Activity: Lines with the string "removes" in the data below: report how many there are, and write nothing but the number.
### Provided records ###
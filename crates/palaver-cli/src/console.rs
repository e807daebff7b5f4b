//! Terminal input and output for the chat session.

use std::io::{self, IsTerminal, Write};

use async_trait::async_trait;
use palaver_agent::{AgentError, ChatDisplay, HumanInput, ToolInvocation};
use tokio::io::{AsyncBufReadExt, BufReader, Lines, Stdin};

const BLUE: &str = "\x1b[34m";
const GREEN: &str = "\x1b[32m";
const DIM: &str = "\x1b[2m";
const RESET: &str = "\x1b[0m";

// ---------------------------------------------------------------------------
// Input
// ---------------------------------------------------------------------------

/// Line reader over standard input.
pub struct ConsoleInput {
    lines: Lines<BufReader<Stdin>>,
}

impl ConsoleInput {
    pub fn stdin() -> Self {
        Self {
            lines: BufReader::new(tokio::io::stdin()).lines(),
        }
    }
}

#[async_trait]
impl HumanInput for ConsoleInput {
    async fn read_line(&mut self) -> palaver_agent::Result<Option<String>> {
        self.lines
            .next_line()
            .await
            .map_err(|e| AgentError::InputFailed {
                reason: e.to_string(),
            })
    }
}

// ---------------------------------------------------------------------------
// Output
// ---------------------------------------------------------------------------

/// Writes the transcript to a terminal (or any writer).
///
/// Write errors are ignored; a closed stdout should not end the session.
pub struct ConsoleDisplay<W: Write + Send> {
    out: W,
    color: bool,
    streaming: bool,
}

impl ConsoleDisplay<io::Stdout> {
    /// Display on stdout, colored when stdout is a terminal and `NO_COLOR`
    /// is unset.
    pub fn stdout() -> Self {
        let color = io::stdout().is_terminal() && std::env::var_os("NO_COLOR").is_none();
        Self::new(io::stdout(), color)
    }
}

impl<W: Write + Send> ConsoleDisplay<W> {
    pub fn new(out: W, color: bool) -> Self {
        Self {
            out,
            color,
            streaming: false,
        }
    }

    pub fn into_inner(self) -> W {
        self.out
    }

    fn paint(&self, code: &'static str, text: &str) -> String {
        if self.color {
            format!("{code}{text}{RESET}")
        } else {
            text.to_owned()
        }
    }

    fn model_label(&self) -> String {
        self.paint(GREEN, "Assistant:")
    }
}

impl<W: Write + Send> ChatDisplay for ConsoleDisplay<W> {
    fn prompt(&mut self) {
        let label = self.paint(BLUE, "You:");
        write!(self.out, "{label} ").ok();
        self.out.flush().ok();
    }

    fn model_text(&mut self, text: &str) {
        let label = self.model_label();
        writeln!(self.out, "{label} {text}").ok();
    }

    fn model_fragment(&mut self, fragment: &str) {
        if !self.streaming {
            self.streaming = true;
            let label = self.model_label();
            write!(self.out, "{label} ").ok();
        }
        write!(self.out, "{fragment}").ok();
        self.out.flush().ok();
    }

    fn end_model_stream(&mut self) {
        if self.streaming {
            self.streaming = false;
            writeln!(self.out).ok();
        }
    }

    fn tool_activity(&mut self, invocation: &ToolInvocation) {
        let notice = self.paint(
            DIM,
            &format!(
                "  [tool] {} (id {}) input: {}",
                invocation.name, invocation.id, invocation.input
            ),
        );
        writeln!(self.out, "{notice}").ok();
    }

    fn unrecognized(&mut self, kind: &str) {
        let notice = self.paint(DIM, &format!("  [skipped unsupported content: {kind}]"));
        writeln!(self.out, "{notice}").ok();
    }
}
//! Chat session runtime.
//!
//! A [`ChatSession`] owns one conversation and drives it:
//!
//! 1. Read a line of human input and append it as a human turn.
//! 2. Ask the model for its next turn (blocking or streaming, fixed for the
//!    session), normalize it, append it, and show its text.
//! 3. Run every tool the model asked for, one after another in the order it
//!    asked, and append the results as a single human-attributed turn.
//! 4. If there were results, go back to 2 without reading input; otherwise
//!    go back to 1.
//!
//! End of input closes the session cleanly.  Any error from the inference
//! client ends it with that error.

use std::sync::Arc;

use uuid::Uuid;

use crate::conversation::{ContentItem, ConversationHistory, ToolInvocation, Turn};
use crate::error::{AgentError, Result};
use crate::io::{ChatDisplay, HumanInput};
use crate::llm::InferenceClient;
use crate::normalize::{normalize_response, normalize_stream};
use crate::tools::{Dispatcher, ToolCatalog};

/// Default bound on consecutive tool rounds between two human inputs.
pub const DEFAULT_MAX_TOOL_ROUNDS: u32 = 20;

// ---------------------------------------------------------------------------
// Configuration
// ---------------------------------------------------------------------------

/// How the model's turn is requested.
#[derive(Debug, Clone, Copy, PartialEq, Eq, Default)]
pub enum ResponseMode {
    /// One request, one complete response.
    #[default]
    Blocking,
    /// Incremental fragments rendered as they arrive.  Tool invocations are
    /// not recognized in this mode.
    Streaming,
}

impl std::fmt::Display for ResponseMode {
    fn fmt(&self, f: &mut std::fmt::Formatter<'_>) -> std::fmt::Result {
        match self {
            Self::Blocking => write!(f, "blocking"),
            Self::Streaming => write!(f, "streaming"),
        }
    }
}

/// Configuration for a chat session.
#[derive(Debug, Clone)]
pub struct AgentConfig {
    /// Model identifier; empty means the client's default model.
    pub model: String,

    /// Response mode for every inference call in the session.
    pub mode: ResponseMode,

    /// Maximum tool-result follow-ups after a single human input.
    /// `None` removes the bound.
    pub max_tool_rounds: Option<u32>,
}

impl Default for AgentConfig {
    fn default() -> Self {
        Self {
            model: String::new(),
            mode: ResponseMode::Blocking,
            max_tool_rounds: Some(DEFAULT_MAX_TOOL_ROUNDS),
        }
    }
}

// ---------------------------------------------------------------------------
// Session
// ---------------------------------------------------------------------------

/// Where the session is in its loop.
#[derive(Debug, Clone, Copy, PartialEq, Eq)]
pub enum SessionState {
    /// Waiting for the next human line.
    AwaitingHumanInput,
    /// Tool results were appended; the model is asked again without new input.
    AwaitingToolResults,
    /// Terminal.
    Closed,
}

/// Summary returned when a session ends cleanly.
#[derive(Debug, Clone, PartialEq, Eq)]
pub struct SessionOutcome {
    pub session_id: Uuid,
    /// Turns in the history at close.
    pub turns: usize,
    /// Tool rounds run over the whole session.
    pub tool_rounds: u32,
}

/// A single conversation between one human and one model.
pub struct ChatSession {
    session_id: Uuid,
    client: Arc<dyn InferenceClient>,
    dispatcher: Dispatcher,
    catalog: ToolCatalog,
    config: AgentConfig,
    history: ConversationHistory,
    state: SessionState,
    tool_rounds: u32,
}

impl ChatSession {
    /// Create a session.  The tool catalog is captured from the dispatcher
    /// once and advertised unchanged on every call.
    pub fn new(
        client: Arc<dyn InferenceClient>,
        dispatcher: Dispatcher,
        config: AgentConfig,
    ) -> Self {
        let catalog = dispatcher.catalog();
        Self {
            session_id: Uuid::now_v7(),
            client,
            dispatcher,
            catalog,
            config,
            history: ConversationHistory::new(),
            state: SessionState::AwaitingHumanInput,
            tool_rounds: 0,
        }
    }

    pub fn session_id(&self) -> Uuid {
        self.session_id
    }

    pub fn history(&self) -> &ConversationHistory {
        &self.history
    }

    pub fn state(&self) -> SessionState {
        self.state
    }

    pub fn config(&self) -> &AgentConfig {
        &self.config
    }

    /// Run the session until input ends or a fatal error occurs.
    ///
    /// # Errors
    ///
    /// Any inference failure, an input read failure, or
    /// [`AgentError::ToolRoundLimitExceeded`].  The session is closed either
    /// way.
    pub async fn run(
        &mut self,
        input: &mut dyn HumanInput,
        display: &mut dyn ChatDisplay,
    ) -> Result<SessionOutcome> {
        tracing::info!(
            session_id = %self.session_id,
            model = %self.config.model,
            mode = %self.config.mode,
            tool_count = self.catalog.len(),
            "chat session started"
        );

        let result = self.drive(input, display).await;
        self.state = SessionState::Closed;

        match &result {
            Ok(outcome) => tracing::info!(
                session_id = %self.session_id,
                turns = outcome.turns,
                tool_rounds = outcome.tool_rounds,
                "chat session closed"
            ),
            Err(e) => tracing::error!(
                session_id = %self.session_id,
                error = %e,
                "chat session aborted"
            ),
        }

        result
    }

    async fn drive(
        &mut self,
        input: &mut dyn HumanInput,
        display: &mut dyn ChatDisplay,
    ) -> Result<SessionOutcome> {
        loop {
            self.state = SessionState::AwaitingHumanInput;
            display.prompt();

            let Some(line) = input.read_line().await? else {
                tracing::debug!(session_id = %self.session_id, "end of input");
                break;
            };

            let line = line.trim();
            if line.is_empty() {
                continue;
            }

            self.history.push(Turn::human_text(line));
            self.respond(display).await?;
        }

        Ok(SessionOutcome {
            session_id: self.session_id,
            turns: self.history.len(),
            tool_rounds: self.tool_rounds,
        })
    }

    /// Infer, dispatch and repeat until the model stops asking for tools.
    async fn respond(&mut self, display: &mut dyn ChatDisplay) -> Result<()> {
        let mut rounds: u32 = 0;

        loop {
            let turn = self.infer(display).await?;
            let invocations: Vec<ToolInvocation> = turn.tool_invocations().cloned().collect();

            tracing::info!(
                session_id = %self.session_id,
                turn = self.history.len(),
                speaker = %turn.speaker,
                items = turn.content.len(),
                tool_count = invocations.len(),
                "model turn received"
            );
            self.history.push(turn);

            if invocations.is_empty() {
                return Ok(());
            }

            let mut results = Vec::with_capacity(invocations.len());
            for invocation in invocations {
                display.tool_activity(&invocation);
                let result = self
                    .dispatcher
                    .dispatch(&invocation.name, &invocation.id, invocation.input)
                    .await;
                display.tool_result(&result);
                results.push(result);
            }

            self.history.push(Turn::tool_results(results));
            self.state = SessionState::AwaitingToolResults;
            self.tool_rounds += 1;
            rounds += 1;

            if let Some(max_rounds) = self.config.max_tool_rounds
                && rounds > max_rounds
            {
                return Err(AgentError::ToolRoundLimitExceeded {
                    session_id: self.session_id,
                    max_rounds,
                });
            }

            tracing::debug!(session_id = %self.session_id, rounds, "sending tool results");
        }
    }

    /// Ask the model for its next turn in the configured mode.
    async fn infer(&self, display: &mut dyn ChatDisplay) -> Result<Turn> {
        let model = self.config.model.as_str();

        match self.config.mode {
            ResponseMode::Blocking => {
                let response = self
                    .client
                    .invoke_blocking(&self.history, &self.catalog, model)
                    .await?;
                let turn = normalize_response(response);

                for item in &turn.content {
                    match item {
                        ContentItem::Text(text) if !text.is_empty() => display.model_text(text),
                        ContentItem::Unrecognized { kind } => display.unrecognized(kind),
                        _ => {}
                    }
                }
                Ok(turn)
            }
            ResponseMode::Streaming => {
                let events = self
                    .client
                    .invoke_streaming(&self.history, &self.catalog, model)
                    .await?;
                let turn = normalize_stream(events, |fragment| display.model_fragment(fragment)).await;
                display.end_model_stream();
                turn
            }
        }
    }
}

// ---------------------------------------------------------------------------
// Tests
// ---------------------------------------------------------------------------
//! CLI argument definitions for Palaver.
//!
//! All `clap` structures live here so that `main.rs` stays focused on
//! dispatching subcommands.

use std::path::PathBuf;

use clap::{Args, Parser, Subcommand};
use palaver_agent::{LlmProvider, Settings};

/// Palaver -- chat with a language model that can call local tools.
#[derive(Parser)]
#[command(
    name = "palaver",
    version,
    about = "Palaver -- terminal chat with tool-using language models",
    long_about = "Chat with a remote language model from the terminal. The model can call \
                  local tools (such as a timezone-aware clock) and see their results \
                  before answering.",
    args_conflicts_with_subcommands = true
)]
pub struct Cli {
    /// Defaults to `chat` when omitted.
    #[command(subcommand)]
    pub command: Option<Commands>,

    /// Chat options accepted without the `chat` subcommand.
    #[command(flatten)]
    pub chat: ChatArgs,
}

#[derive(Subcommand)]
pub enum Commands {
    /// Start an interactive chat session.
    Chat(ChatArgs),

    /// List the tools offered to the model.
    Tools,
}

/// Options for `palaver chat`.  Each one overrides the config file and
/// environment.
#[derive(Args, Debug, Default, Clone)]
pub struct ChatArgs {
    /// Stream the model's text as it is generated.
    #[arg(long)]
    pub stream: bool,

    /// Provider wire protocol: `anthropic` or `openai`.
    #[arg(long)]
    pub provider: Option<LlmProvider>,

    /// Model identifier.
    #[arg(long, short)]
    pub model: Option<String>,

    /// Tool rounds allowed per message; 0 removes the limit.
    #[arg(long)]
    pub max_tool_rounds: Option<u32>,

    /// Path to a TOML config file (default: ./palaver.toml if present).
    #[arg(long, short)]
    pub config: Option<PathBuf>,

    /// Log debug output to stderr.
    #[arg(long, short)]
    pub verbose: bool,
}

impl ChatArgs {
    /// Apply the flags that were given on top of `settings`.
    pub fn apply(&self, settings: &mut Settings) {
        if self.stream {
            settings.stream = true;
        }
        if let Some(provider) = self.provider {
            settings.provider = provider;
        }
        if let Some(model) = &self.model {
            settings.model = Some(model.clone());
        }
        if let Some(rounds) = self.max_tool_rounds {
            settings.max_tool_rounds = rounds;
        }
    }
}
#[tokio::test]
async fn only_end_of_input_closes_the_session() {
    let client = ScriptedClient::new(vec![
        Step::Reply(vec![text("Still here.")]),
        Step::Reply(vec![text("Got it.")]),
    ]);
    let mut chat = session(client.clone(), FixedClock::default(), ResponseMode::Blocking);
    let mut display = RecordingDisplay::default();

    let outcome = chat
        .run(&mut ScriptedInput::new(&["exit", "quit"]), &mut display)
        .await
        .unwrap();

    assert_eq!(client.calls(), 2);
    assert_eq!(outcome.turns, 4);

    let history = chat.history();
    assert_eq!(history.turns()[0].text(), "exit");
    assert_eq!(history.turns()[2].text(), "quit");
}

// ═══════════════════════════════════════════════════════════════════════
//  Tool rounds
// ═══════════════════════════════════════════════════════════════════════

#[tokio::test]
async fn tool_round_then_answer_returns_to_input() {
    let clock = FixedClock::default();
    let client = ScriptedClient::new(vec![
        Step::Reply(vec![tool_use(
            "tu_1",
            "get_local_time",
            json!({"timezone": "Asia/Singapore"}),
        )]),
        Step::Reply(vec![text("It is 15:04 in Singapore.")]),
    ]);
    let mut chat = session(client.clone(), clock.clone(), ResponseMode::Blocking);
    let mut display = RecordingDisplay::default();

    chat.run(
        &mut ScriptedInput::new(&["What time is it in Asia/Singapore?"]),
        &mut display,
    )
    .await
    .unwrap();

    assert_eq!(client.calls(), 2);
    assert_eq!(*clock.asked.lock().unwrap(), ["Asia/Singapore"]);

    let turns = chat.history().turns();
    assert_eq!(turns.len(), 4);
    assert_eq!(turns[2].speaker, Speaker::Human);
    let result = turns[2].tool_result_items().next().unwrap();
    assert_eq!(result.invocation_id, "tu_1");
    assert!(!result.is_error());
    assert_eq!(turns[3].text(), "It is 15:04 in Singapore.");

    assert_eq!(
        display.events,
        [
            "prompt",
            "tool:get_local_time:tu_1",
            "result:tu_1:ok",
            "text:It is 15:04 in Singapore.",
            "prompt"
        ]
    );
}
###
The completed task: 2